Here’s a simple Web 2.0 Hello World program. What’s wrong with it?
func main() {
http.HandleFunc("/", func(w http.ResponseWriter, r *http.Request) {
fmt.Fprintln(w, "Hello, GopherCon SG")
})
go func() {
if err := http.ListenAndServe(":8080", nil); err != nil {
log.Fatal(err)
}
}()
for {}
}
That’s right, for{} is an infinite loop.
for{} is going to block the main goroutine because it doesn’t do any IO, wait
on a lock, send or receive on a channel, or otherwise communicate with the
scheduler. As the runtime is mostly cooperatively scheduled, this program is
going to spin fruitlessly on a single CPU, and may eventually end up
live-locked. How could we fix this? Here’s one suggestion...
func main() {
http.HandleFunc("/", func(w http.ResponseWriter, r *http.Request) {
fmt.Fprintln(w, "Hello, GopherCon SG")
})
go func() {
if err := http.ListenAndServe(":8080", nil); err != nil {
log.Fatal(err)
}
}()
for {
runtime.Gosched()
}
}
This is a common solution I see. It’s symptomatic of not understanding the underlying problem. Now, if you’re a little more experienced with go, you might instead write something like this...
func main() {
http.HandleFunc("/", func(w http.ResponseWriter, r *http.Request) {
fmt.Fprintln(w, "Hello, GopherCon SG")
})
go func() {
if err := http.ListenAndServe(":8080", nil); err != nil {
log.Fatal(err)
}
}()
select {}
}
An empty select statement will block forever. This is a useful property because
now we’re not spinning a whole CPU just to call runtime.GoSched(). However,
as I said before, we’re only treating the symptom, not the cause.

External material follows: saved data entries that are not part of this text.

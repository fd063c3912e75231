use chrono::Utc;
use clap::{Parser, Subcommand};
use importer::{DryRunSink, ImporterError, PostgresSink, RecordSink, import_file, load_file};
use sqlx::postgres::PgPoolOptions;
use std::path::{Path, PathBuf};
use tracing_subscriber::{layer::SubscriberExt, util::SubscriberInitExt};

#[derive(Parser)]
#[command(name = "metrics-import")]
#[command(about = "Athlete metric record importer", long_about = None)]
#[command(version)]
struct Cli {
    #[command(subcommand)]
    command: Commands,

    /// Required unless --validate-only is given
    #[arg(long, env = "DATABASE_URL")]
    database_url: Option<String>,

    #[arg(short, long)]
    verbose: bool,
}

#[derive(Subcommand)]
enum Commands {
    /// Import a single JSON file
    File {
        file: PathBuf,

        #[arg(long)]
        validate_only: bool,
    },
    /// Import every JSON file in a directory (one level of subdirectories included)
    BulkImport {
        #[arg(long, default_value = "./imports")]
        directory: PathBuf,

        #[arg(long)]
        validate_only: bool,
    },
}

#[tokio::main]
async fn main() -> Result<(), Box<dyn std::error::Error>> {
    dotenvy::dotenv().ok();

    let cli = Cli::parse();

    let log_level = if cli.verbose { "debug" } else { "info" };
    tracing_subscriber::registry()
        .with(
            tracing_subscriber::EnvFilter::try_from_default_env().unwrap_or_else(|_| {
                format!("metrics_import={},importer={}", log_level, log_level).into()
            }),
        )
        .with(tracing_subscriber::fmt::layer())
        .init();

    match cli.command {
        Commands::File {
            file,
            validate_only,
        } => {
            let sink = build_sink(validate_only, cli.database_url.as_deref()).await?;
            handle_file_import(&file, sink.as_ref()).await?;
        }
        Commands::BulkImport {
            directory,
            validate_only,
        } => {
            let sink = build_sink(validate_only, cli.database_url.as_deref()).await?;
            handle_bulk_import(&directory, sink.as_ref()).await?;
        }
    }

    Ok(())
}

async fn build_sink(
    validate_only: bool,
    database_url: Option<&str>,
) -> Result<Box<dyn RecordSink>, Box<dyn std::error::Error>> {
    if validate_only {
        return Ok(Box::new(DryRunSink));
    }

    let database_url = database_url.ok_or_else(|| {
        ImporterError::ImportError(
            "DATABASE_URL is required unless --validate-only is given".to_string(),
        )
    })?;

    tracing::info!("Connecting to database...");
    let pool = PgPoolOptions::new()
        .max_connections(5)
        .connect(database_url)
        .await?;

    Ok(Box::new(PostgresSink::new(pool)))
}

async fn handle_file_import(
    file: &Path,
    sink: &dyn RecordSink,
) -> Result<(), Box<dyn std::error::Error>> {
    tracing::info!("Loading metric file from: {}", file.display());

    let import = load_file(file).await?;
    tracing::info!(
        "Loaded {} record(s) for athlete {} from '{}' (v{})",
        import.records.len(),
        import.athlete_id,
        import.source,
        import.format_version
    );

    let outcome = import_file(&import, sink, Utc::now().date_naive()).await?;
    tracing::info!(
        "✓ {} record(s) validated, {} written",
        outcome.records_read,
        outcome.records_written
    );

    Ok(())
}

async fn collect_json_files(directory: &Path) -> std::io::Result<Vec<PathBuf>> {
    let mut json_files = Vec::new();
    let mut entries = tokio::fs::read_dir(directory).await?;

    while let Some(entry) = entries.next_entry().await? {
        let path = entry.path();
        if path.is_dir() {
            let mut sub_entries = tokio::fs::read_dir(&path).await?;
            while let Some(sub_entry) = sub_entries.next_entry().await? {
                let sub_path = sub_entry.path();
                if sub_path.extension().is_some_and(|ext| ext == "json") {
                    json_files.push(sub_path);
                }
            }
        } else if path.extension().is_some_and(|ext| ext == "json") {
            json_files.push(path);
        }
    }

    json_files.sort();
    Ok(json_files)
}

async fn handle_bulk_import(
    directory: &Path,
    sink: &dyn RecordSink,
) -> Result<(), Box<dyn std::error::Error>> {
    tracing::info!("Scanning directory for metric JSON files: {}", directory.display());

    let json_files = collect_json_files(directory).await?;
    if json_files.is_empty() {
        tracing::warn!("No JSON files found in {}", directory.display());
        return Ok(());
    }

    tracing::info!("Found {} metric JSON file(s)", json_files.len());

    let mut success_count = 0;
    let mut error_count = 0;
    let today = Utc::now().date_naive();

    for (idx, file_path) in json_files.iter().enumerate() {
        tracing::info!("[{}/{}] Processing: {}", idx + 1, json_files.len(), file_path.display());

        let result = match load_file(file_path).await {
            Ok(import) => import_file(&import, sink, today).await,
            Err(e) => Err(e),
        };

        match result {
            Ok(outcome) => {
                success_count += 1;
                tracing::info!(
                    "  ✓ {} record(s), {} written",
                    outcome.records_read,
                    outcome.records_written
                );
            }
            Err(e) => {
                error_count += 1;
                tracing::error!("  ✗ Error: {}", e);
            }
        }
    }

    tracing::info!("Summary: {} succeeded, {} failed", success_count, error_count);

    if error_count > 0 {
        return Err(format!("{} file(s) failed to import", error_count).into());
    }

    Ok(())
}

I want to present to you another solution, one which has hopefully already occurred to you.
func main() {
http.HandleFunc("/", func(w http.ResponseWriter, r *http.Request) {
fmt.Fprintln(w, "Hello, GopherCon SG")
})
if err := http.ListenAndServe(":8080", nil); err != nil {
log.Fatal(err)
}
}
Rather than run ListenAndServe in a goroutine, leaving us with the problem of
what to do with the main goroutine Simply run ListenAndServe on the main
goroutine itself.
So this is my first recommendation:
If your goroutine cannot make progress until it gets the result from another, oftentimes it is simpler to just do the work yourself rather than to delegate it.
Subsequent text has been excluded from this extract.